//! Errors and warnings reported while parsing an XPointer.
//!
//! Parsing fails fast: the first syntax problem aborts the whole
//! expression and no parts are produced. Unsupported schemes are not
//! errors; they surface as [`Warning`]s and the part is dropped.

use std::fmt;

use thiserror::Error;

/// Error codes for XPointer failures.
///
/// Each code has a human-readable [`message`](ErrorCode::message) and a
/// stable [`key`](ErrorCode::key) callers can use to look up their own
/// diagnostics.
#[derive(Debug, Clone, Copy, PartialEq, Eq, Hash)]
#[repr(u8)]
pub enum ErrorCode {
    /// Expression is empty or whitespace only
    EmptyXPointerExpression = 0,
    /// Tokens do not form a valid pointer
    InvalidXPointerExpression,
    /// A name could not be scanned where one was required
    InvalidXPointerToken,
    /// The expression does not start with a valid NCName
    InvalidShortHandPointer,
    /// A shorthand pointer was combined with other pointer parts
    MultipleShortHandPointers,
    /// `^` not followed by `(`, `)` or `^`
    InvalidSchemeData,
    /// Scheme data ran to the end of the expression
    SchemeDataNotFollowedByCloseParenthesis,
    /// Open and close parenthesis counts differ within a pointer part
    UnbalancedParenthesis,
    /// `element()` with nothing inside
    EmptyElementSchemeData,
    /// Unexpected token inside `element()` data
    InvalidElementSchemeToken,
    /// Leading name of `element()` data is not an NCName
    InvalidNCNameInElementSchemeData,
    /// Child sequence step is missing, zero, or out of range
    InvalidChildSequenceCharacter,
    /// The traversal finished without the pointer resolving
    ResolutionUnsuccessful,
}

impl ErrorCode {
    /// Get a human-readable message for this error code.
    pub fn message(self) -> &'static str {
        match self {
            Self::EmptyXPointerExpression => "empty xpointer expression",
            Self::InvalidXPointerExpression => "invalid xpointer expression",
            Self::InvalidXPointerToken => "invalid token in xpointer expression",
            Self::InvalidShortHandPointer => "invalid shorthand pointer",
            Self::MultipleShortHandPointers => "shorthand pointer must be the only pointer part",
            Self::InvalidSchemeData => "invalid escape in scheme data",
            Self::SchemeDataNotFollowedByCloseParenthesis => {
                "scheme data not followed by close parenthesis"
            }
            Self::UnbalancedParenthesis => "unbalanced parenthesis",
            Self::EmptyElementSchemeData => "empty element() scheme data",
            Self::InvalidElementSchemeToken => "invalid token in element() scheme data",
            Self::InvalidNCNameInElementSchemeData => "invalid NCName in element() scheme data",
            Self::InvalidChildSequenceCharacter => "invalid child sequence",
            Self::ResolutionUnsuccessful => "xpointer did not resolve",
        }
    }

    /// Stable identifier for this error code.
    pub fn key(self) -> &'static str {
        match self {
            Self::EmptyXPointerExpression => "EmptyXPointerExpression",
            Self::InvalidXPointerExpression => "InvalidXPointerExpression",
            Self::InvalidXPointerToken => "InvalidXPointerToken",
            Self::InvalidShortHandPointer => "InvalidShortHandPointer",
            Self::MultipleShortHandPointers => "MultipleShortHandPointers",
            Self::InvalidSchemeData => "InvalidSchemeDataInXPointer",
            Self::SchemeDataNotFollowedByCloseParenthesis => {
                "SchemeDataNotFollowedByCloseParenthesis"
            }
            Self::UnbalancedParenthesis => "UnbalancedParenthesisInXPointerExpression",
            Self::EmptyElementSchemeData => "EmptyElementSchemeXPointer",
            Self::InvalidElementSchemeToken => "InvalidElementSchemeToken",
            Self::InvalidNCNameInElementSchemeData => "InvalidNCNameInElementSchemeData",
            Self::InvalidChildSequenceCharacter => "InvalidChildSequenceCharacter",
            Self::ResolutionUnsuccessful => "XPointerResolutionUnsuccessful",
        }
    }

    /// Syntax errors are raised at parse time; the rest at resolution time.
    pub fn is_syntax_error(self) -> bool {
        !matches!(self, Self::ResolutionUnsuccessful)
    }
}

impl fmt::Display for ErrorCode {
    fn fmt(&self, f: &mut fmt::Formatter<'_>) -> fmt::Result {
        f.write_str(self.message())
    }
}

/// Error carrying the offending expression text.
#[derive(Debug, Clone, PartialEq, Eq, Error)]
#[error("{}: {:?}", .code.message(), .expression)]
pub struct XPointerError {
    pub code: ErrorCode,
    pub expression: String,
}

impl XPointerError {
    pub fn new(code: ErrorCode, expression: impl Into<String>) -> Self {
        Self {
            code,
            expression: expression.into(),
        }
    }

    pub fn is_syntax_error(&self) -> bool {
        self.code.is_syntax_error()
    }
}

pub type Result<T> = std::result::Result<T, XPointerError>;

/// Non-fatal conditions found while parsing.
#[derive(Debug, Clone, PartialEq, Eq)]
pub enum Warning {
    /// Syntactically valid pointer part with a scheme this engine does
    /// not evaluate. The part is dropped.
    UnsupportedScheme {
        scheme_name: String,
        scheme_data: String,
    },
}

impl Warning {
    pub fn key(&self) -> &'static str {
        match self {
            Warning::UnsupportedScheme { .. } => "SchemeUnsupported",
        }
    }
}

impl fmt::Display for Warning {
    fn fmt(&self, f: &mut fmt::Formatter<'_>) -> fmt::Result {
        match self {
            Warning::UnsupportedScheme { scheme_name, .. } => {
                write!(f, "unsupported xpointer scheme {:?}", scheme_name)
            }
        }
    }
}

=-=-=-=-=

### How to complete this task
Repeat the data word for word. Leave nothing out.

### Answer to this exercise
//! Errors and warnings reported while parsing an XPointer.
//!
//! Parsing fails fast: the first syntax problem aborts the whole
//! expression and no parts are produced. Unsupported schemes are not
//! errors; they surface as [`Warning`]s and the part is dropped.

use std::fmt;

use thiserror::Error;

/// Error codes for XPointer failures.
///
/// Each code has a human-readable [`message`](ErrorCode::message) and a
/// stable [`key`](ErrorCode::key) callers can use to look up their own
/// diagnostics.
#[derive(Debug, Clone, Copy, PartialEq, Eq, Hash)]
#[repr(u8)]
pub enum ErrorCode {
    /// Expression is empty or whitespace only
    EmptyXPointerExpression = 0,
    /// Tokens do not form a valid pointer
    InvalidXPointerExpression,
    /// A name could not be scanned where one was required
    InvalidXPointerToken,
    /// The expression does not start with a valid NCName
    InvalidShortHandPointer,
    /// A shorthand pointer was combined with other pointer parts
    MultipleShortHandPointers,
    /// `^` not followed by `(`, `)` or `^`
    InvalidSchemeData,
    /// Scheme data ran to the end of the expression
    SchemeDataNotFollowedByCloseParenthesis,
    /// Open and close parenthesis counts differ within a pointer part
    UnbalancedParenthesis,
    /// `element()` with nothing inside
    EmptyElementSchemeData,
    /// Unexpected token inside `element()` data
    InvalidElementSchemeToken,
    /// Leading name of `element()` data is not an NCName
    InvalidNCNameInElementSchemeData,
    /// Child sequence step is missing, zero, or out of range
    InvalidChildSequenceCharacter,
    /// The traversal finished without the pointer resolving
    ResolutionUnsuccessful,
}

impl ErrorCode {
    /// Get a human-readable message for this error code.
    pub fn message(self) -> &'static str {
        match self {
            Self::EmptyXPointerExpression => "empty xpointer expression",
            Self::InvalidXPointerExpression => "invalid xpointer expression",
            Self::InvalidXPointerToken => "invalid token in xpointer expression",
            Self::InvalidShortHandPointer => "invalid shorthand pointer",
            Self::MultipleShortHandPointers => "shorthand pointer must be the only pointer part",
            Self::InvalidSchemeData => "invalid escape in scheme data",
            Self::SchemeDataNotFollowedByCloseParenthesis => {
                "scheme data not followed by close parenthesis"
            }
            Self::UnbalancedParenthesis => "unbalanced parenthesis",
            Self::EmptyElementSchemeData => "empty element() scheme data",
            Self::InvalidElementSchemeToken => "invalid token in element() scheme data",
            Self::InvalidNCNameInElementSchemeData => "invalid NCName in element() scheme data",
            Self::InvalidChildSequenceCharacter => "invalid child sequence",
            Self::ResolutionUnsuccessful => "xpointer did not resolve",
        }
    }

    /// Stable identifier for this error code.
    pub fn key(self) -> &'static str {
        match self {
            Self::EmptyXPointerExpression => "EmptyXPointerExpression",
            Self::InvalidXPointerExpression => "InvalidXPointerExpression",
            Self::InvalidXPointerToken => "InvalidXPointerToken",
            Self::InvalidShortHandPointer => "InvalidShortHandPointer",
            Self::MultipleShortHandPointers => "MultipleShortHandPointers",
            Self::InvalidSchemeData => "InvalidSchemeDataInXPointer",
            Self::SchemeDataNotFollowedByCloseParenthesis => {
                "SchemeDataNotFollowedByCloseParenthesis"
            }
            Self::UnbalancedParenthesis => "UnbalancedParenthesisInXPointerExpression",
            Self::EmptyElementSchemeData => "EmptyElementSchemeXPointer",
            Self::InvalidElementSchemeToken => "InvalidElementSchemeToken",
            Self::InvalidNCNameInElementSchemeData => "InvalidNCNameInElementSchemeData",
            Self::InvalidChildSequenceCharacter => "InvalidChildSequenceCharacter",
            Self::ResolutionUnsuccessful => "XPointerResolutionUnsuccessful",
        }
    }

    /// Syntax errors are raised at parse time; the rest at resolution time.
    pub fn is_syntax_error(self) -> bool {
        !matches!(self, Self::ResolutionUnsuccessful)
    }
}

impl fmt::Display for ErrorCode {
    fn fmt(&self, f: &mut fmt::Formatter<'_>) -> fmt::Result {
        f.write_str(self.message())
    }
}

/// Error carrying the offending expression text.
#[derive(Debug, Clone, PartialEq, Eq, Error)]
#[error("{}: {:?}", .code.message(), .expression)]
pub struct XPointerError {
    pub code: ErrorCode,
    pub expression: String,
}

impl XPointerError {
    pub fn new(code: ErrorCode, expression: impl Into<String>) -> Self {
        Self {
            code,
            expression: expression.into(),
        }
    }

    pub fn is_syntax_error(&self) -> bool {
        self.code.is_syntax_error()
    }
}

pub type Result<T> = std::result::Result<T, XPointerError>;

/// Non-fatal conditions found while parsing.
#[derive(Debug, Clone, PartialEq, Eq)]
pub enum Warning {
    /// Syntactically valid pointer part with a scheme this engine does
    /// not evaluate. The part is dropped.
    UnsupportedScheme {
        scheme_name: String,
        scheme_data: String,
    },
}

impl Warning {
    pub fn key(&self) -> &'static str {
        match self {
            Warning::UnsupportedScheme { .. } => "SchemeUnsupported",
        }
    }
}

impl fmt::Display for Warning {
    fn fmt(&self, f: &mut fmt::Formatter<'_>) -> fmt::Result {
        match self {
            Warning::UnsupportedScheme { scheme_name, .. } => {
                write!(f, "unsupported xpointer scheme {:?}", scheme_name)
            }
        }
    }
}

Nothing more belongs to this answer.